The idea of reporting the harmonic mean for T1/2 is based on the

hypothesis that the distribution of the corresponding rate constant

(ln(2)/T1/2) has some known distribution. This is typically done prior

to use of a statistical hypothesis test e.g. Student's t-test, which

assumes a specific distribution.

IMHO there is no a priori known distribution for any PK parameter.

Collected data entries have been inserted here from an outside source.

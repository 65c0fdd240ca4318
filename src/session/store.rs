use std::collections::HashMap;
use std::sync::{Arc, Mutex, PoisonError};

use tokio::sync::Mutex as AsyncMutex;

use crate::error::EngineError;
use crate::events::{EventEmitter, SessionEvent};
use crate::media::{CapturedStream, LocalStream, LocalTrack, RemoteStream, Track, TrackKind};
use crate::peer::{ConnectionEngine, RemoteTrackBundle};

struct LocalState<S> {
    stream: LocalStream,
    /// kind -> sender currently carrying that kind
    senders: HashMap<TrackKind, S>,
}

/// Local/remote aggregate streams and the sender registry.
///
/// A kind is in the registry iff a local track of that kind is attached to
/// the engine.
pub struct TrackStore<E: ConnectionEngine> {
    engine: Arc<E>,
    events: Arc<EventEmitter>,
    local: AsyncMutex<LocalState<E::Sender>>,
    remote: Mutex<RemoteStream>,
}

impl<E: ConnectionEngine> TrackStore<E> {
    pub fn new(session_id: &str, engine: Arc<E>, events: Arc<EventEmitter>) -> Self {
        Self {
            engine,
            events,
            local: AsyncMutex::new(LocalState {
                stream: LocalStream::new(format!("{session_id}-local")),
                senders: HashMap::new(),
            }),
            remote: Mutex::new(RemoteStream::new(format!("{session_id}-remote"))),
        }
    }

    /// Attaches every track of `captured` and emits `localStream`.
    ///
    /// A kind that already has a sender gets its track swapped in place. On
    /// the first engine failure the remaining tracks are stopped unattached;
    /// `localStream` is emitted either way.
    pub async fn add_local_tracks(&self, captured: &CapturedStream) -> Result<(), EngineError> {
        let mut local = self.local.lock().await;
        let mut result = Ok(());

        for track in &captured.tracks {
            if result.is_err() {
                track.stop();
                continue;
            }

            let kind = track.kind();
            let attached = match local.senders.get(&kind) {
                Some(sender) => self
                    .engine
                    .replace_track(sender, Some(track.clone()))
                    .await
                    .map(|_| None),
                None => self
                    .engine
                    .add_track(track.clone(), &captured.id)
                    .await
                    .map(Some),
            };

            match attached {
                Ok(new_sender) => {
                    if let Some(sender) = new_sender {
                        local.senders.insert(kind, sender);
                    }
                    if let Some(previous) = local.stream.add(track.clone()) {
                        previous.stop();
                    }
                    log::debug!("local {kind} track {} attached", track.id());
                }
                Err(e) => {
                    track.stop();
                    result = Err(e);
                }
            }
        }

        let snapshot = local.stream.clone();
        drop(local);
        self.events.emit(SessionEvent::LocalStream(snapshot));
        result
    }

    /// Detaches the local track of `kind`; `Ok(false)` when there is none.
    ///
    /// The engine detaches first. If that fails, the track stays live and
    /// registered.
    pub async fn remove_local_track(&self, kind: TrackKind) -> Result<bool, EngineError> {
        let mut local = self.local.lock().await;

        let Some(track) = local.stream.track(kind).cloned() else {
            return Ok(false);
        };
        let sender = local.senders.get(&kind).cloned();
        if let Some(sender) = &sender {
            self.engine.remove_track(sender).await?;
        } else {
            log::warn!("local {kind} track {} had no sender", track.id());
        }

        local.stream.remove(kind);
        local.senders.remove(&kind);
        track.stop();

        // nothing goes out on this sender until renegotiation completes
        if let Some(sender) = &sender {
            if let Err(e) = self.engine.replace_track(sender, None).await {
                log::debug!("clearing {kind} sender failed: {e}");
            }
        }
        log::debug!("local {kind} track {} detached", track.id());
        Ok(true)
    }

    /// Applies the tracks of an arrived remote stream and emits `remoteStream`.
    ///
    /// Each incoming kind evicts the current track of that kind first.
    pub fn apply_remote_track_bundle(&self, bundle: Option<RemoteTrackBundle>) -> bool {
        let Some(bundle) = bundle else {
            return false;
        };

        let snapshot = {
            let mut remote = self.remote.lock().unwrap_or_else(PoisonError::into_inner);
            for track in &bundle.tracks {
                if let Some(evicted) = remote.remove(track.kind()) {
                    log::debug!("remote {} track {} replaced", evicted.kind(), evicted.id());
                }
            }
            for track in bundle.tracks {
                remote.add(track);
            }
            remote.clone()
        };

        self.events.emit(SessionEvent::RemoteStream(snapshot));
        true
    }

    /// Stops and forgets every local track, returning how many there were
    pub async fn release_local(&self) -> usize {
        let mut local = self.local.lock().await;
        local.senders.clear();
        let tracks = local.stream.clear();
        for track in &tracks {
            track.stop();
        }
        tracks.len()
    }

    pub async fn local_track(&self, kind: TrackKind) -> Option<Arc<LocalTrack>> {
        self.local.lock().await.stream.track(kind).cloned()
    }

    pub async fn local_stream(&self) -> LocalStream {
        self.local.lock().await.stream.clone()
    }

    pub fn remote_stream(&self) -> RemoteStream {
        self.remote
            .lock()
            .unwrap_or_else(PoisonError::into_inner)
            .clone()
    }

    pub async fn sender(&self, kind: TrackKind) -> Option<E::Sender> {
        self.local.lock().await.senders.get(&kind).cloned()
    }

    pub async fn registered_kinds(&self) -> Vec<TrackKind> {
        let local = self.local.lock().await;
        let mut kinds: Vec<TrackKind> = local.senders.keys().copied().collect();
        kinds.sort_by_key(|k| k.as_str());
        kinds
    }
}
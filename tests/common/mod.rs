#![allow(dead_code)]

use std::collections::HashSet;
use std::sync::atomic::{AtomicBool, AtomicUsize, Ordering};
use std::sync::{Arc, Mutex};

use async_trait::async_trait;
use p2p_session::config::{AnswerOptions, MediaConstraints, OfferOptions, SessionConfig};
use p2p_session::error::{CaptureError, EngineError};
use p2p_session::media::{CapturedStream, LocalTrack, MediaCapture, Track, TrackKind};
use p2p_session::peer::{
    ConnectionEngine, EngineEventSink, EngineFactory, IceCandidate, SdpType, SessionDescription,
};
use p2p_session::{Session, SessionEvent, SignalPayload};
use tokio::sync::mpsc::UnboundedReceiver;

pub fn init_logger() {
    let _ = env_logger::builder().is_test(true).try_init();
}

#[derive(Debug, Clone, PartialEq, Eq)]
pub enum Call {
    CreateOffer { ice_restart: bool },
    CreateAnswer,
    SetLocal(SdpType),
    SetRemote(SdpType),
    AddTrack { kind: TrackKind, sender: String },
    RemoveTrack(String),
    ReplaceTrack { sender: String, kind: Option<TrackKind> },
    AddIceCandidate(String),
    Close,
}

/// What the fake engine saw, shared with the test after the engine moved
/// into its session
#[derive(Default)]
pub struct EngineLog {
    calls: Mutex<Vec<Call>>,
    failing: Mutex<HashSet<&'static str>>,
    remote_set: AtomicBool,
    next_sender: AtomicUsize,
    pub sink: Mutex<Option<EngineEventSink>>,
}

impl EngineLog {
    pub fn calls(&self) -> Vec<Call> {
        self.calls.lock().unwrap().clone()
    }

    pub fn count(&self, pred: impl Fn(&Call) -> bool) -> usize {
        self.calls().iter().filter(|c| pred(c)).count()
    }

    /// Makes the named operation fail from now on
    pub fn fail(&self, op: &'static str) {
        self.failing.lock().unwrap().insert(op);
    }

    pub fn heal(&self, op: &'static str) {
        self.failing.lock().unwrap().remove(op);
    }

    fn record(&self, call: Call) {
        self.calls.lock().unwrap().push(call);
    }

    fn check(&self, op: &'static str) -> Result<(), EngineError> {
        if self.failing.lock().unwrap().contains(op) {
            Err(EngineError::Rejected(format!("{op} rejected by test")))
        } else {
            Ok(())
        }
    }
}

/// Engine that accepts everything and records each call
pub struct FakeEngine {
    log: Arc<EngineLog>,
}

impl FakeEngine {
    pub fn new() -> (Self, Arc<EngineLog>) {
        let log = Arc::new(EngineLog::default());
        (Self { log: log.clone() }, log)
    }
}

#[async_trait]
impl ConnectionEngine for FakeEngine {
    type Sender = String;

    async fn create_offer(&self, options: &OfferOptions) -> Result<SessionDescription, EngineError> {
        self.log.record(Call::CreateOffer {
            ice_restart: options.ice_restart,
        });
        self.log.check("create_offer")?;
        Ok(SessionDescription::offer(format!(
            "v=0\r\na=ice-restart:{}\r\n",
            options.ice_restart
        )))
    }

    async fn create_answer(&self, _options: &AnswerOptions) -> Result<SessionDescription, EngineError> {
        self.log.record(Call::CreateAnswer);
        self.log.check("create_answer")?;
        Ok(SessionDescription::answer("v=0\r\n"))
    }

    async fn set_local_description(&self, description: SessionDescription) -> Result<(), EngineError> {
        self.log.record(Call::SetLocal(description.sdp_type));
        self.log.check("set_local_description")
    }

    async fn set_remote_description(&self, description: SessionDescription) -> Result<(), EngineError> {
        self.log.record(Call::SetRemote(description.sdp_type));
        self.log.check("set_remote_description")?;
        self.log.remote_set.store(true, Ordering::SeqCst);
        Ok(())
    }

    async fn has_remote_description(&self) -> bool {
        self.log.remote_set.load(Ordering::SeqCst)
    }

    async fn add_track(&self, track: Arc<LocalTrack>, _stream_id: &str) -> Result<String, EngineError> {
        self.log.check("add_track")?;
        let sender = format!("sender-{}", self.log.next_sender.fetch_add(1, Ordering::SeqCst));
        self.log.record(Call::AddTrack {
            kind: track.kind(),
            sender: sender.clone(),
        });
        Ok(sender)
    }

    async fn remove_track(&self, sender: &String) -> Result<(), EngineError> {
        self.log.record(Call::RemoveTrack(sender.clone()));
        self.log.check("remove_track")
    }

    async fn replace_track(
        &self,
        sender: &String,
        track: Option<Arc<LocalTrack>>,
    ) -> Result<(), EngineError> {
        self.log.record(Call::ReplaceTrack {
            sender: sender.clone(),
            kind: track.map(|t| t.kind()),
        });
        self.log.check("replace_track")
    }

    async fn add_ice_candidate(&self, candidate: IceCandidate) -> Result<(), EngineError> {
        self.log.record(Call::AddIceCandidate(candidate.candidate));
        self.log.check("add_ice_candidate")
    }

    async fn close(&self) -> Result<(), EngineError> {
        self.log.record(Call::Close);
        Ok(())
    }
}

pub type EngineLogs = Arc<Mutex<Vec<Arc<EngineLog>>>>;

/// Hands out one [`FakeEngine`] per session and keeps the logs around
pub struct FakeEngineFactory {
    logs: EngineLogs,
}

impl FakeEngineFactory {
    pub fn new() -> (Self, EngineLogs) {
        let logs = EngineLogs::default();
        (Self { logs: logs.clone() }, logs)
    }
}

#[async_trait]
impl EngineFactory for FakeEngineFactory {
    type Engine = FakeEngine;

    async fn create(&self, _config: &SessionConfig, events: EngineEventSink) -> Result<FakeEngine, EngineError> {
        let (engine, log) = FakeEngine::new();
        *log.sink.lock().unwrap() = Some(events);
        self.logs.lock().unwrap().push(log);
        Ok(engine)
    }
}

/// Capture layer resolving with plain tracks for whatever is asked, or
/// refusing every request
#[derive(Default)]
pub struct ScriptedCapture {
    deny: AtomicBool,
    requests: AtomicUsize,
}

impl ScriptedCapture {
    pub fn new() -> Self {
        Self::default()
    }

    pub fn denying() -> Self {
        let capture = Self::default();
        capture.deny.store(true, Ordering::SeqCst);
        capture
    }

    pub fn requests(&self) -> usize {
        self.requests.load(Ordering::SeqCst)
    }
}

#[async_trait]
impl MediaCapture for ScriptedCapture {
    async fn get_user_media(&self, constraints: &MediaConstraints) -> Result<CapturedStream, CaptureError> {
        self.requests.fetch_add(1, Ordering::SeqCst);
        if self.deny.load(Ordering::SeqCst) {
            return Err(CaptureError::PermissionDenied("camera blocked".into()));
        }

        let stream_id = format!("capture-{}", self.requests());
        let mut tracks = Vec::new();
        if constraints.audio {
            tracks.push(Arc::new(LocalTrack::new(TrackKind::Audio, stream_id.clone())));
        }
        if constraints.video.is_requested() {
            tracks.push(Arc::new(LocalTrack::new(TrackKind::Video, stream_id.clone())));
        }
        Ok(CapturedStream::new(stream_id, tracks))
    }
}

pub type FakeSession = Session<FakeEngine, ScriptedCapture>;

pub fn session(config: SessionConfig) -> (Arc<FakeSession>, Arc<EngineLog>) {
    session_with_capture(config, ScriptedCapture::new())
}

pub fn session_with_capture(
    config: SessionConfig,
    capture: ScriptedCapture,
) -> (Arc<FakeSession>, Arc<EngineLog>) {
    init_logger();
    let (engine, log) = FakeEngine::new();
    (Arc::new(Session::new(config, engine, Arc::new(capture))), log)
}

pub fn initiator() -> SessionConfig {
    SessionConfig {
        initiator: true,
        ..Default::default()
    }
}

pub fn responder() -> SessionConfig {
    SessionConfig::default()
}

/// Everything emitted so far
pub fn drain(rx: &mut UnboundedReceiver<SessionEvent>) -> Vec<SessionEvent> {
    let mut events = Vec::new();
    while let Ok(event) = rx.try_recv() {
        events.push(event);
    }
    events
}

pub fn descriptions(events: &[SessionEvent], sdp_type: SdpType) -> Vec<SessionDescription> {
    events
        .iter()
        .filter_map(|e| match e {
            SessionEvent::Signal(SignalPayload::Description(d)) if d.sdp_type == sdp_type => Some(d.clone()),
            _ => None,
        })
        .collect()
}

pub fn negotiation_signals(events: &[SessionEvent]) -> usize {
    events
        .iter()
        .filter(|e| matches!(e, SessionEvent::Signal(SignalPayload::Description(_))))
        .count()
}

pub fn errors(events: &[SessionEvent]) -> Vec<p2p_session::SessionFailure> {
    events
        .iter()
        .filter_map(|e| match e {
            SessionEvent::Error(f) => Some(f.clone()),
            _ => None,
        })
        .collect()
}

Given that all PK parameters are usually considered to be positive it

is clear that they cannot arise from a normal distribution. A log

normal distribution is a better candidate although clearly not perfect

because is allows infinitely small and large positive values. I prefer

to assume a log-normal distribution for hypothesis testing on PK

parameters and therefore the geometric mean(x) and the standard

deviation of of ln(x) are the statistics of interest. This assumption

is recommended by most regulatory authorities when performing

hypothesis testing for bioequivalence.

> can

> any on tell me, under what circumstances this harmonic

> mean and pseudo standard deviation be used, what does

> they signify and why they are used for only T1/2.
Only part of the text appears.